The Dutch navigation company, TomTom, is now looking to be a provider of technology for nothing else but autonomous cars in an attempt to get back on the success track after seven not so productive years according to its CEO, Harold Goddijn.
The modernization of Tom Tom’s digital mapping architecture rests on a change the auto division has seen, which led to big contracts for the past months for the company, better predictions from analysts and a 40% increase in the brand’s shares.
Goddijn stated that automakers regard TomTom as one of the few other companies besides Google that can provide location data well and fast enough in order to meet the safety requirements for computer assisted driving and then further on, for self-driving cars.

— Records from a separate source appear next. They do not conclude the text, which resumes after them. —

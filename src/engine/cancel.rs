use tokio::sync::watch;

/// Create a linked canceller/token pair.
pub fn cancel_signal() -> (Canceller, CancelToken) {
    let (tx, rx) = watch::channel(false);
    (Canceller { tx }, CancelToken { rx })
}

/// Requests cancellation of a running speed test.
#[derive(Debug, Clone)]
pub struct Canceller {
    tx: watch::Sender<bool>,
}

impl Canceller {
    pub fn cancel(&self) {
        self.tx.send_replace(true);
    }
}

/// Observed by the engine to abort in-flight work.
#[derive(Debug, Clone)]
pub struct CancelToken {
    rx: watch::Receiver<bool>,
}

impl CancelToken {
    pub fn is_cancelled(&self) -> bool {
        *self.rx.borrow()
    }

    /// Resolves once cancellation was requested. Never resolves if the
    /// canceller is dropped without cancelling.
    pub async fn cancelled(&mut self) {
        if self.rx.wait_for(|cancelled| *cancelled).await.is_err() {
            std::future::pending::<()>().await;
        }
    }
}

#[cfg(test)]
mod tests {
    use super::*;
    use std::time::Duration;

    #[tokio::test]
    async fn test_cancel_resolves_waiters() {
        let (canceller, mut token) = cancel_signal();
        assert!(!token.is_cancelled());

        let waiter = tokio::spawn(async move {
            token.cancelled().await;
            token.is_cancelled()
        });
        canceller.cancel();
        canceller.cancel();
        assert!(waiter.await.unwrap());
    }

    #[tokio::test]
    async fn test_dropped_canceller_never_resolves() {
        let (canceller, mut token) = cancel_signal();
        drop(canceller);
        let res = tokio::time::timeout(Duration::from_millis(50), token.cancelled()).await;
        assert!(res.is_err());
    }
}
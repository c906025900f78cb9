use serde::Serialize;
use std::fmt;
use std::net::SocketAddr;
use std::time::{Duration, Instant};
use tokio::net::{lookup_host, TcpStream};
use tracing::debug;

use super::error::SpeedTestError;

pub const DEFAULT_PING_PORT: u16 = 80;
pub const DEFAULT_PING_TIMEOUT: Duration = Duration::from_secs(5);

/// Outcome of a reachability check.
#[derive(Debug, Clone, Serialize)]
pub struct PingResult {
    pub host: String,
    pub address: SocketAddr,
    pub reachable: bool,
    pub elapsed_ms: f64,
}

impl fmt::Display for PingResult {
    fn fmt(&self, f: &mut fmt::Formatter<'_>) -> fmt::Result {
        if self.reachable {
            write!(f, "Success from {} in {:.0}ms", self.host, self.elapsed_ms)
        } else {
            write!(f, "Failed: Host not reachable")
        }
    }
}

/// Check whether `host` accepts a TCP connection within `timeout`.
///
/// `host` may carry a port (`example.com:443`, `[::1]:8080`); port 80 is
/// used otherwise. The elapsed time includes name resolution.
pub async fn ping(host: &str, timeout: Duration) -> Result<PingResult, SpeedTestError> {
    let (name, port) = split_host_port(host)?;
    let start = Instant::now();

    let address = lookup_host((name.as_str(), port))
        .await
        .map_err(|e| SpeedTestError::Resolve {
            host: name.clone(),
            reason: e.to_string(),
        })?
        .next()
        .ok_or_else(|| SpeedTestError::Resolve {
            host: name.clone(),
            reason: "no addresses found".to_string(),
        })?;

    let remaining = timeout.saturating_sub(start.elapsed());
    let reachable = match tokio::time::timeout(remaining, TcpStream::connect(address)).await {
        Ok(Ok(_stream)) => true,
        Ok(Err(e)) => {
            debug!("Connect to {address} failed: {e}");
            false
        }
        Err(_) => {
            debug!("Connect to {address} timed out after {timeout:?}");
            false
        }
    };

    Ok(PingResult {
        host: host.to_string(),
        address,
        reachable,
        elapsed_ms: start.elapsed().as_secs_f64() * 1000.0,
    })
}

fn split_host_port(input: &str) -> Result<(String, u16), SpeedTestError> {
    let input = input.trim();
    if input.is_empty() {
        return Err(SpeedTestError::Other("Please enter a host to ping".to_string()));
    }

    let parse_port = |p: &str| {
        p.parse::<u16>()
            .map_err(|_| SpeedTestError::Other(format!("Invalid port '{p}' in '{input}'")))
    };

    if let Some(rest) = input.strip_prefix('[') {
        let (addr, tail) = rest
            .split_once(']')
            .ok_or_else(|| SpeedTestError::Other(format!("Unterminated '[' in '{input}'")))?;
        let port = match tail.strip_prefix(':') {
            Some(p) => parse_port(p)?,
            None => DEFAULT_PING_PORT,
        };
        return Ok((addr.to_string(), port));
    }

    match input.rsplit_once(':') {
        // A bare IPv6 address has more than one colon and no port.
        Some((name, port)) if !name.contains(':') => Ok((name.to_string(), parse_port(port)?)),
        _ => Ok((input.to_string(), DEFAULT_PING_PORT)),
    }
}
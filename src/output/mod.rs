pub mod csv;
pub mod file;
pub mod json;
pub mod simple;
pub mod header;
pub mod latency_plot;
pub mod live_chart;
pub mod progress;
pub mod results;
pub mod speed_gauge;
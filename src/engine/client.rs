use reqwest::Client;
use std::net::IpAddr;
use std::time::Duration;

use super::error::SpeedTestError;

const REQUEST_TIMEOUT: Duration = Duration::from_secs(120);
const CONNECT_TIMEOUT: Duration = Duration::from_secs(10);

/// Build an async reqwest client, optionally bound to a local address.
///
/// The request timeout is only a backstop; each test phase carries its own
/// tighter limit.
pub fn build_client(local_addr: Option<IpAddr>) -> Result<Client, SpeedTestError> {
    let mut builder = Client::builder()
        .timeout(REQUEST_TIMEOUT)
        .connect_timeout(CONNECT_TIMEOUT)
        .user_agent(concat!(env!("CARGO_PKG_NAME"), "/", env!("CARGO_PKG_VERSION")));

    if let Some(addr) = local_addr {
        builder = builder.local_address(addr);
    }

    Ok(builder.build()?)
}
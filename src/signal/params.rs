#[derive(Debug, Clone, Copy, PartialEq, Eq)]
pub enum WaveKind {
    Sine,
    Square,
    Triangle,
    Sawtooth,
}

impl WaveKind {
    pub fn next(self) -> Self {
        match self {
            WaveKind::Sine => WaveKind::Square,
            WaveKind::Square => WaveKind::Triangle,
            WaveKind::Triangle => WaveKind::Sawtooth,
            WaveKind::Sawtooth => WaveKind::Sine,
        }
    }

    pub fn label(self) -> &'static str {
        match self {
            WaveKind::Sine => "SINE",
            WaveKind::Square => "SQUARE",
            WaveKind::Triangle => "TRIANGLE",
            WaveKind::Sawtooth => "SAWTOOTH",
        }
    }
}

#[derive(Debug, Clone, Copy, PartialEq, Eq)]
pub enum FilterKind {
    None,
    LowPass,
    HighPass,
}

impl FilterKind {
    pub fn next(self) -> Self {
        match self {
            FilterKind::None => FilterKind::LowPass,
            FilterKind::LowPass => FilterKind::HighPass,
            FilterKind::HighPass => FilterKind::None,
        }
    }

    pub fn label(self) -> &'static str {
        match self {
            FilterKind::None => "NONE",
            FilterKind::LowPass => "LOWPASS",
            FilterKind::HighPass => "HIGHPASS",
        }
    }
}

#[derive(Debug, Clone, Copy, PartialEq, Eq)]
pub enum ModKind {
    None,
    Am,
    Fm,
}

impl ModKind {
    pub fn next(self) -> Self {
        match self {
            ModKind::None => ModKind::Am,
            ModKind::Am => ModKind::Fm,
            ModKind::Fm => ModKind::None,
        }
    }

    pub fn label(self) -> &'static str {
        match self {
            ModKind::None => "NONE",
            ModKind::Am => "AM",
            ModKind::Fm => "FM",
        }
    }
}

/// All sandbox controls in one typed struct; the signal math never reads UI state
#[derive(Debug, Clone, Copy)]
pub struct SignalParams {
    pub wave: WaveKind,
    pub frequency: f32,
    pub amplitude: f32,
    pub filter: FilterKind,
    pub cutoff: f32,
    pub modulation: ModKind,
}

impl Default for SignalParams {
    fn default() -> Self {
        Self {
            wave: WaveKind::Sine,
            frequency: 5.0,
            amplitude: 1.0,
            filter: FilterKind::None,
            cutoff: 10.0,
            modulation: ModKind::None,
        }
    }
}

impl SignalParams {
    pub fn adjust_frequency(&mut self, delta: f32) {
        self.frequency = (self.frequency + delta).clamp(1.0, 20.0);
    }

    pub fn adjust_amplitude(&mut self, delta: f32) {
        self.amplitude = (self.amplitude + delta).clamp(0.1, 2.0);
    }

    pub fn adjust_cutoff(&mut self, delta: f32) {
        self.cutoff = (self.cutoff + delta).clamp(1.0, 40.0);
    }
}
use crate::signal::params::FilterKind;

/// Scalar attenuation factor for a pure tone of `signal_freq` against `cutoff`.
///
/// This is the single-factor filter model: the whole buffer is one tone, so
/// the filter's effect reduces to one gain multiplier in [0, 1].
pub fn attenuation(kind: FilterKind, cutoff: f32, signal_freq: f32) -> f32 {
    if cutoff <= 0.0 || signal_freq <= 0.0 {
        return 1.0;
    }
    let ratio = signal_freq / cutoff;
    match kind {
        FilterKind::None => 1.0,
        FilterKind::LowPass => {
            if ratio <= 1.0 {
                1.0
            } else {
                (-(ratio - 1.0) * 2.0).exp()
            }
        }
        FilterKind::HighPass => {
            if ratio >= 1.0 {
                1.0
            } else {
                (-(1.0 / ratio - 1.0) * 2.0).exp()
            }
        }
    }
}

/// Scale every sample by the attenuation factor in place
pub fn apply_filter(buffer: &mut [f32], kind: FilterKind, cutoff: f32, signal_freq: f32) {
    let factor = attenuation(kind, cutoff, signal_freq);
    if factor == 1.0 {
        return;
    }
    for sample in buffer.iter_mut() {
        *sample *= factor;
    }
}

#[cfg(test)]
mod tests {
    use super::*;

    #[test]
    fn none_is_identity() {
        let original = vec![0.3, -0.7, 1.0, -1.0, 0.0];
        let mut buf = original.clone();
        apply_filter(&mut buf, FilterKind::None, 5.0, 20.0);
        assert_eq!(buf, original);
    }

    #[test]
    fn lowpass_passes_at_cutoff_boundary() {
        assert_eq!(attenuation(FilterKind::LowPass, 10.0, 10.0), 1.0);
    }

    #[test]
    fn lowpass_attenuates_above_cutoff() {
        // ratio 2 ⇒ exp(-2)
        let a = attenuation(FilterKind::LowPass, 5.0, 10.0);
        assert!((a - (-2.0f32).exp()).abs() < 1e-6);
        assert!(a < 1.0);
    }

    #[test]
    fn lowpass_passes_below_cutoff() {
        assert_eq!(attenuation(FilterKind::LowPass, 10.0, 2.0), 1.0);
    }

    #[test]
    fn highpass_mirrors_lowpass() {
        assert_eq!(attenuation(FilterKind::HighPass, 5.0, 10.0), 1.0);
        // ratio 0.5 ⇒ exp(-(1/0.5 - 1)·2) = exp(-2)
        let a = attenuation(FilterKind::HighPass, 10.0, 5.0);
        assert!((a - (-2.0f32).exp()).abs() < 1e-6);
    }

    #[test]
    fn attenuation_scales_every_sample() {
        let mut buf = vec![1.0, -0.5, 0.25];
        let factor = attenuation(FilterKind::LowPass, 5.0, 10.0);
        apply_filter(&mut buf, FilterKind::LowPass, 5.0, 10.0);
        assert!((buf[0] - factor).abs() < 1e-6);
        assert!((buf[1] + 0.5 * factor).abs() < 1e-6);
        assert!((buf[2] - 0.25 * factor).abs() < 1e-6);
    }

    #[test]
    fn degenerate_frequencies_pass_through() {
        assert_eq!(attenuation(FilterKind::LowPass, 0.0, 10.0), 1.0);
        assert_eq!(attenuation(FilterKind::HighPass, 10.0, 0.0), 1.0);
    }
}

TomTom, one of the few global consumer electronics companies to come out of Europe at the beginning of 2000, started sliding after it overpaid for digital map maker TeleAtlas in 2008. The market for its personal navigation devices abruptly declined back then, with prices going down because cheaper competitors entered a market that was already saturated for dashboard-mounted GPS systems and also because smart phone navigation apps provided a cheaper solution.
Since the navigation-device market seems to be getting balanced back again, Goddijn believes that TomTom’s other business ventures are going to prosper as well. Analysts have also shown enthusiasm with regards to TomTom’s trajectory as it had won two contracts with Volkswagen this year and also a number of deals with Fiat, Hyundai and South Korea’s Kia.